Exit SFTP and proceed to visualizing the quality of your data

### Visualizing data quality
Navigate to the files on your local computer and open the data files via your chosen web browser.

### Plot types

MultiQC report files contain several different ways of interpreting data quality, including plots for. To view some helpful interpretations of these plots, visit ()[]. 

### For this study

We pulled 2 important files from the cluster onto our local computer, the `multiqc_report_sediments.html` and `multiqc_report_birds.html`. 

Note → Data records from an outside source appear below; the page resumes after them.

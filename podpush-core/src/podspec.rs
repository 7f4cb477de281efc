//! Podspec reader.
//!
//! Podspecs are Ruby, but the attributes podpush cares about are almost always
//! plain assignments on the block variable:
//!
//! ```text
//! Pod::Spec.new do |s|
//!   s.name    = 'Foo'
//!   s.version = '1.0'
//!   s.source  = { :git => 'https://example.com/foo.git', :tag => s.version.to_s }
//! end
//! ```
//!
//! Nothing is evaluated. Quoted string values are unquoted; any other right-hand
//! side is kept raw. The first assignment of an attribute wins, and assignments
//! on other receivers (subspec blocks) are ignored.

use std::collections::BTreeMap;
use std::path::{Path, PathBuf};
use std::sync::OnceLock;

use regex::Regex;

use crate::error::SpecError;
use crate::types::{SpecId, SpecName, SpecVersion};

/// File extension of spec files.
pub const SPEC_EXTENSION: &str = "podspec";

/// A parsed podspec.
#[derive(Debug, Clone, PartialEq, Eq)]
pub struct Podspec {
    pub path: PathBuf,
    pub id: SpecId,
    attributes: BTreeMap<String, String>,
}

impl Podspec {
    /// Read and parse the podspec at `path`.
    pub fn from_file(path: &Path) -> Result<Self, SpecError> {
        let contents = std::fs::read_to_string(path).map_err(|source| SpecError::Io {
            path: path.to_path_buf(),
            source,
        })?;
        Self::parse(path, &contents)
    }

    /// Parse podspec source; `path` is only used for error messages.
    pub fn parse(path: &Path, contents: &str) -> Result<Self, SpecError> {
        let attributes = extract_attributes(contents);

        let name = required(path, &attributes, "name")?;
        let name = SpecName::parse(name).map_err(|reason| SpecError::InvalidAttribute {
            path: path.to_path_buf(),
            attribute: "name",
            value: name.to_owned(),
            reason,
        })?;

        let version = required(path, &attributes, "version")?;
        let version =
            SpecVersion::parse(version).map_err(|reason| SpecError::InvalidAttribute {
                path: path.to_path_buf(),
                attribute: "version",
                value: version.to_owned(),
                reason,
            })?;

        Ok(Self {
            path: path.to_path_buf(),
            id: SpecId { name, version },
            attributes,
        })
    }

    /// Value of `attribute`, unquoted if it was a string literal.
    pub fn attribute(&self, attribute: &str) -> Option<&str> {
        self.attributes.get(attribute).map(String::as_str)
    }

    pub fn has(&self, attribute: &str) -> bool {
        self.attributes.contains_key(attribute)
    }
}

fn required<'a>(
    path: &Path,
    attributes: &'a BTreeMap<String, String>,
    attribute: &'static str,
) -> Result<&'a str, SpecError> {
    attributes
        .get(attribute)
        .map(String::as_str)
        .ok_or_else(|| SpecError::MissingAttribute {
            path: path.to_path_buf(),
            attribute,
        })
}

// ---------------------------------------------------------------------------
// Extraction
// ---------------------------------------------------------------------------

fn header_re() -> &'static Regex {
    static RE: OnceLock<Regex> = OnceLock::new();
    RE.get_or_init(|| {
        Regex::new(r"Pod::Spec(?:ification)?\.new\s+do\s*\|\s*(\w+)\s*\|").expect("valid regex")
    })
}

fn assignment_re() -> &'static Regex {
    static RE: OnceLock<Regex> = OnceLock::new();
    RE.get_or_init(|| {
        Regex::new(r"^\s*(\w+)\.(\w+)\s*=\s*([^=\s].*?)\s*$").expect("valid regex")
    })
}

fn string_literal_re() -> &'static Regex {
    static RE: OnceLock<Regex> = OnceLock::new();
    RE.get_or_init(|| {
        Regex::new(r#"^(?:'([^']*)'|"([^"]*)")(?:\.freeze)?$"#).expect("valid regex")
    })
}

fn extract_attributes(contents: &str) -> BTreeMap<String, String> {
    let receiver = header_re()
        .captures(contents)
        .and_then(|c| c.get(1))
        .map(|m| m.as_str());

    let mut attributes = BTreeMap::new();
    for line in contents.lines() {
        if line.trim_start().starts_with('#') {
            continue;
        }
        let Some(caps) = assignment_re().captures(line) else {
            continue;
        };
        if receiver.is_some_and(|r| r != &caps[1]) {
            continue;
        }
        attributes
            .entry(caps[2].to_owned())
            .or_insert_with(|| unquote(&caps[3]));
    }
    attributes
}

fn unquote(rhs: &str) -> String {
    match string_literal_re().captures(rhs) {
        Some(caps) => caps
            .get(1)
            .or_else(|| caps.get(2))
            .map(|m| m.as_str().to_owned())
            .unwrap_or_default(),
        None => rhs.to_owned(),
    }
}

// ---------------------------------------------------------------------------
// Unit tests
// ---------------------------------------------------------------------------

The quality of the data used in this analysis is reviewed in Bosch **[1]**, but there are a few things to keep in mind:

* Overall these samples have a decent quality, as exhibited by Phred scores in the **Mean Quality Scores** plot, which shows that most of the R2 files are above 20 up to approx. 240 bp. Keep this information in mind when trimming the read files later on based on sequence quality.

* There is a high percentage of duplicate reads across both sediment and bird samples, which is something to keep in mind for downstream analysis. This can usually be cleaned up by removing contaminants, filtering ASVs and rarefying the data for certain diversity analyses.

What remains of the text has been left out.